What I find works much much better, since I host my own email on my domain, is to give out a unique address for every site/company I register at e.g. [email protected] to FooBar Inc. and have a catch all account that catches all of these invalid addresses and forwards them on to my actual email address [email protected]

  • 1
    I wish I had the time/energy to host my own domain. But anyway -- are spammers really that lazy? Spammers go through a whole ton of trouble to get people to read their emails (spoofing addresses, playing with the font sizes and colors, mixing punctuation in between letters to prevent filtering, etc.)... I can't see how taking an extra minute to automate the regex substitution would be an obstacle of any sort. The level of trouble necessary is basically zero... and not sure what the contactability risk is either, at least for well-known domains like Gmail.
    – user541686
    Aug 16, 2014 at 10:24
  • You make a good point. Maybe they aren't that lazy when it comes to subverting detection mechanisms. I suppose it's their spelling and grammar that makes me think they are lazy :P
    – ilikebeets
    Aug 16, 2014 at 10:51
  • 2
    I remember reading (edit: here's one of the many pages that explains this) that the spelling and grammar mistakes are intentional -- they want to make sure people who respond are unlikely to be the types of people who pay careful attention to thinks (and they want others to discard the emails). Pretty sure it's not a sign of laziness.
    – user541686
    Aug 16, 2014 at 10:58
  • Ah, I see what you did there ;)
    – ilikebeets
    Aug 16, 2014 at 11:14
  • lol that was actually completely unintentional, but I'll happily take credit for it :P
    – user541686
    Aug 16, 2014 at 11:23

This is a good recipe but working only if you add another technical measure.

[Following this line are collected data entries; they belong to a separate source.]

//! Role-based access control core.
//!
//! Permissions are granted to roles; actors hold roles. An actor can do
//! whatever any of its roles can do. This crate provides:
//!
//! - the [`Permission`] and [`Role`] entities and their creation rules
//! - the [`HasRoles`] / [`Authorizable`] capabilities for actors
//! - the [`AclStore`] port with an in-memory implementation
//! - the [`PermissionCache`] snapshot used by the gate registrar
//! - management services ([`PermissionCatalog`], [`RoleCatalog`], [`RoleAssignments`])
//! - [`AccessResolver`] for guest-aware checks

pub mod actor;
pub mod assignments;
pub mod audit;
pub mod cache;
pub mod catalog;
pub mod error;
pub mod permission;
pub mod resolver;
pub mod role;
pub mod store;

pub use actor::{Actor, Authorizable, HasRoles, Holder, Owned, RoleHolder, DEFAULT_OWNER_FIELD};
pub use assignments::RoleAssignments;
pub use audit::{log_authz, AuthzAuditEvent};
#[cfg(feature = "redis")]
pub use cache::RedisCache;
pub use cache::{remember_forever, CacheStore, InMemoryCache, PermissionCache, PermissionListener};
pub use catalog::{PermissionCatalog, RoleCatalog};
pub use error::{AclError, AclResult, EntityKind};
pub use permission::{
    resource_permissions, NewPermission, Permission, CONTROLLER_ACTION_DELIMITER, RESOURCE_ACTIONS,
};
pub use resolver::{AccessResolver, Caller};
pub use role::{NewRole, Role, GUEST_ROLE};
pub use store::{AclStore, MemoryStore, SyncChanges};

pub use warden_common_core::{ActorId, PermissionId, RoleId};
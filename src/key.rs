//! Client identity: key derivation and rate-limit exemptions.

use std::fmt;
use std::net::SocketAddr;

/// Identity placeholder when neither a forwarded header nor a peer address
/// is available. Keeps key derivation total: unidentifiable callers share
/// one bucket instead of raising an error.
const UNKNOWN_ADDR: &str = "unknown";

/// Authentication outcome supplied by the surrounding pipeline.
///
/// The limiter never authenticates anyone itself. Upstream auth middleware
/// inserts this into request extensions once credentials have been checked;
/// its absence means the same thing as [`AuthContext::Anonymous`].
#[derive(Debug, Clone, PartialEq, Eq)]
pub enum AuthContext {
    /// Caller presented valid credentials for `principal`.
    Authenticated {
        /// Principal name as reported by the authenticator.
        principal: String,
    },
    /// No credentials, or credentials that identify nobody.
    Anonymous,
}

/// Stable per-caller identity used for quota accounting.
///
/// Rendered form is `user:<principal>` for authenticated callers and
/// `ip:<address>` for everyone else; equality is exact match on that form.
/// Produced fresh per request and never persisted.
#[derive(Debug, Clone, PartialEq, Eq, Hash)]
pub enum ClientKey {
    /// Authenticated principal, keyed by name.
    User(String),
    /// Anonymous caller, keyed by best-effort source address.
    Ip(String),
}

impl fmt::Display for ClientKey {
    fn fmt(&self, f: &mut fmt::Formatter<'_>) -> fmt::Result {
        match self {
            ClientKey::User(name) => write!(f, "user:{name}"),
            ClientKey::Ip(addr) => write!(f, "ip:{addr}"),
        }
    }
}

/// Maps an inbound request to a [`ClientKey`] and decides exemption.
///
/// Pure functions of the request and auth context; no side effects.
#[derive(Debug, Clone)]
pub struct KeyClassifier {
    exempt_prefixes: Vec<String>,
}

impl KeyClassifier {
    pub fn new(exempt_prefixes: Vec<String>) -> Self {
        Self { exempt_prefixes }
    }

    /// True if `path` is excluded from rate limiting.
    ///
    /// Prefix match on the normalized request path; membership comes from
    /// configuration, not from anything derived at runtime.
    pub fn is_exempt(&self, path: &str) -> bool {
        self.exempt_prefixes.iter().any(|prefix| path.starts_with(prefix.as_str()))
    }

    /// Derive the accounting key for a request.
    ///
    /// Authenticated principals are keyed by name, so one user roaming
    /// across addresses still shares a single quota. Anonymous callers are
    /// keyed by the first hop of the forwarded-for chain when present and
    /// non-empty, falling back to the transport peer address.
    pub fn classify(
        &self,
        auth: Option<&AuthContext>,
        forwarded_for: Option<&str>,
        peer: Option<SocketAddr>,
    ) -> ClientKey {
        if let Some(AuthContext::Authenticated { principal }) = auth {
            return ClientKey::User(principal.clone());
        }

        // An empty or whitespace-only forwarded header must not become an
        // empty key; fall through to the peer address instead.
        let forwarded = forwarded_for
            .and_then(|value| value.split(',').next())
            .map(str::trim)
            .filter(|hop| !hop.is_empty());

        let addr = match forwarded {
            Some(hop) => hop.to_string(),
            None => match peer {
                Some(peer) => peer.ip().to_string(),
                None => UNKNOWN_ADDR.to_string(),
            },
        };

        ClientKey::Ip(addr)
    }
}
//! Clock abstractions used by the quota store and eviction sweep.

use std::sync::atomic::{AtomicU64, Ordering};
use std::sync::Arc;
use std::time::{Duration, Instant};

/// Clock abstraction so timing can be faked in tests.
pub trait Clock: Send + Sync + std::fmt::Debug {
    fn now_millis(&self) -> u64;
}

/// Monotonic clock backed by `Instant::now()`.
///
/// Notes: resets when the process restarts; quota state is in-memory only,
/// so a restart already starts every bucket fresh.
#[derive(Debug, Clone)]
pub struct MonotonicClock {
    start: Instant,
}

impl Default for MonotonicClock {
    fn default() -> Self {
        Self { start: Instant::now() }
    }
}

impl Clock for MonotonicClock {
    fn now_millis(&self) -> u64 {
        u64::try_from(self.start.elapsed().as_millis()).unwrap_or(u64::MAX)
    }
}

/// Test clock that only moves when told to.
///
/// Clones share the same underlying instant, so a handle kept by the test
/// can advance time for a store that owns another handle.
#[derive(Debug, Clone, Default)]
pub struct ManualClock {
    now: Arc<AtomicU64>,
}

impl ManualClock {
    pub fn new() -> Self {
        Self::default()
    }

    /// Move the clock forward by `duration`.
    pub fn advance(&self, duration: Duration) {
        let millis = u64::try_from(duration.as_millis()).unwrap_or(u64::MAX);
        self.now.fetch_add(millis, Ordering::SeqCst);
    }
}

impl Clock for ManualClock {
    fn now_millis(&self) -> u64 {
        self.now.load(Ordering::SeqCst)
    }
}
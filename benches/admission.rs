use criterion::{black_box, criterion_group, criterion_main, Criterion};
use std::sync::Arc;
use turnstile::{AdmissionConfig, AdmissionGate, ClientKey, MonotonicClock, QuotaStore, RequestContext};

fn try_admit_hot_key(c: &mut Criterion) {
    // Capacity high enough that the bench never runs dry.
    let store = QuotaStore::new(u32::MAX, Arc::new(MonotonicClock::default()));
    let key = ClientKey::User("bench".to_string());

    c.bench_function("try_admit_hot_key", |b| {
        b.iter(|| black_box(store.try_admit(black_box(&key))));
    });
}

fn try_admit_many_keys(c: &mut Criterion) {
    let store = QuotaStore::new(u32::MAX, Arc::new(MonotonicClock::default()));
    let keys: Vec<ClientKey> =
        (0..1_000).map(|n| ClientKey::Ip(format!("198.51.{}.{}", n / 256, n % 256))).collect();

    let mut cursor = 0usize;
    c.bench_function("try_admit_rotating_1k_keys", |b| {
        b.iter(|| {
            cursor = (cursor + 1) % keys.len();
            black_box(store.try_admit(black_box(&keys[cursor])))
        });
    });
}

fn gate_admit_end_to_end(c: &mut Criterion) {
    let gate = AdmissionGate::new(AdmissionConfig::with_requests_per_minute(u32::MAX))
        .expect("valid config");
    let request = RequestContext {
        path: "/api/v1/albums",
        auth: None,
        forwarded_for: Some("203.0.113.9"),
        peer: None,
    };

    c.bench_function("gate_admit_anonymous", |b| {
        b.iter(|| black_box(gate.admit(black_box(&request))));
    });
}

criterion_group!(benches, try_admit_hot_key, try_admit_many_keys, gate_admit_end_to_end);
criterion_main!(benches);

If you register [email protected] as your E-mail, you have to protect yourself against stupid and advanced robots (the ones who don't know the use of +, and the ones who know how to try to lower this protection through strings rewriting).

You have to make [email protected] a totally failing address.

This is a task you might achieve through Gmail filter rules.

This is also a task pretty easy to achieve if you are receiving your E-mail on a Unix machine running procmail as a delivery agent.

Thanks to this method I was able to diagnose which computer at Linkedin was corrupted and permitted the revocable E-mail I gave them to get stolen. I was able to report them this technical information (because their was only one account within their support team who had used it).

I then changed the uniq address I gave to them, and put in place a filter rule to block the stolen one.